Route 66 was built along one of Smith's trails to California.

Jedediah Smith was born June 24, 1798 in Bainbridge, New York and died on May 27, 1831, near the Cimarron River while on route to Santa Fe.

A trader and explorer, Jedediah Smith was the first American to enter California from the east and return from it using an overland route.

Smith probably made his first trip west while still in his teens. In 1822 he joined a fur-trading expedition to the Rocky Mountains and continued in the Rocky Mountain trade for the remainder of the decade.

In 1824 Smith belonged to the party that rediscovered the South Pass, a passage to the Northwest through Wyoming. Two years later, he and a trading party (Smith now owned his own trading company) left Great Salt Lake and crossed the Mojave Desert to southern California, becoming the first Americans to enter California from the east.

Blocked by the suspicious Mexican governor of California, Smith altered his plan to go north into Oregon. Instead, in 1827, he journeyed to the American River near Sacramento and then crossed the Sierra Nevada and the desert to return to Great Salt Lake.

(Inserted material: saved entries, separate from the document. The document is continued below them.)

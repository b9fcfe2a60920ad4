//! Search tuning parameters.

use serde::{Deserialize, Serialize};

use mapf_core::FlowMethod;

/// Default ceiling on the searched horizon.
const DEFAULT_HORIZON_CAP: u32 = 200;

/// Parameters for the minimum-horizon searches.
///
/// `total_workers = 1` keeps every search serial. With more workers the
/// rendezvous scan probes consecutive candidates in batches; raising
/// `horizon_workers` additionally probes several candidate horizons at
/// once. Worker counts never change the reported plan, only how fast it
/// is found.
#[derive(Debug, Clone, Copy, PartialEq, Eq, Serialize, Deserialize)]
pub struct SearchParams {
    /// Inclusive upper bound on the horizon; beyond it the search reports
    /// infeasible.
    pub horizon_cap: u32,
    /// Flow algorithm used for every probe.
    pub method: FlowMethod,
    /// Size of the worker pool backing parallel probes.
    pub total_workers: usize,
    /// Candidate horizons probed concurrently during refinement.
    pub horizon_workers: usize,
    /// Render a progress bar over serial rendezvous scans.
    pub show_progress: bool,
}

impl Default for SearchParams {
    fn default() -> Self {
        Self {
            horizon_cap: DEFAULT_HORIZON_CAP,
            method: FlowMethod::default(),
            total_workers: 1,
            horizon_workers: 1,
            show_progress: false,
        }
    }
}

impl SearchParams {
    pub fn with_horizon_cap(mut self, horizon_cap: u32) -> Self {
        self.horizon_cap = horizon_cap;
        self
    }

    pub fn with_method(mut self, method: FlowMethod) -> Self {
        self.method = method;
        self
    }

    /// Set the worker pool size for parallel probing.
    pub fn with_workers(mut self, total_workers: usize) -> Self {
        self.total_workers = total_workers;
        self
    }

    /// Probe up to `horizon_workers` candidate horizons concurrently.
    pub fn with_horizon_workers(mut self, horizon_workers: usize) -> Self {
        self.horizon_workers = horizon_workers;
        self
    }

    pub fn with_progress(mut self, show_progress: bool) -> Self {
        self.show_progress = show_progress;
        self
    }

    pub fn parallel(&self) -> bool {
        self.total_workers > 1
    }

    /// Rendezvous workers granted to each of `active` concurrently probed
    /// horizons: the pool minus one slot per horizon, split evenly, and at
    /// least one each. A lone horizon keeps all but one worker.
    pub fn tau_workers(&self, active: usize) -> usize {
        if active <= 1 {
            self.total_workers.saturating_sub(1).max(1)
        } else {
            (self.total_workers.saturating_sub(active) / active).max(1)
        }
    }
}

#[cfg(test)]
mod tests {
    use super::*;

    #[test]
    fn worker_split_favors_the_rendezvous_scan() {
        let params = SearchParams::default().with_workers(8);
        assert_eq!(params.tau_workers(1), 7);
        assert_eq!(params.tau_workers(2), 3);
        assert_eq!(params.tau_workers(4), 1);
        assert_eq!(params.tau_workers(8), 1);
    }

    #[test]
    fn serial_defaults_keep_one_worker() {
        let params = SearchParams::default();
        assert!(!params.parallel());
        assert_eq!(params.tau_workers(1), 1);
        assert_eq!(params.tau_workers(3), 1);
    }
}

He thus became the first American to return from California on an overland route.

Later in 1827 he retraced his steps from Great Salt Lake to southern California, but this time Mohave Indians attacked his party and killed 10 of his 18 men. He and the other survivors made it to California and then in 1828 proceeded north up the coast to Oregon. An attack by the Umpqua Indians slew all but two of the expedition, and Smith retired from the Rocky Mountain trade in 1830. He had succeeded, however, in opening up the coastal route from California to Fort Vancouver on the Columbia River.

In 1831 Smith turned to the Santa Fe trade. In May of that year, however, he was surrounded and killed by Comanche Indians at a water hole near the Cimarron River while en route to Santa Fe.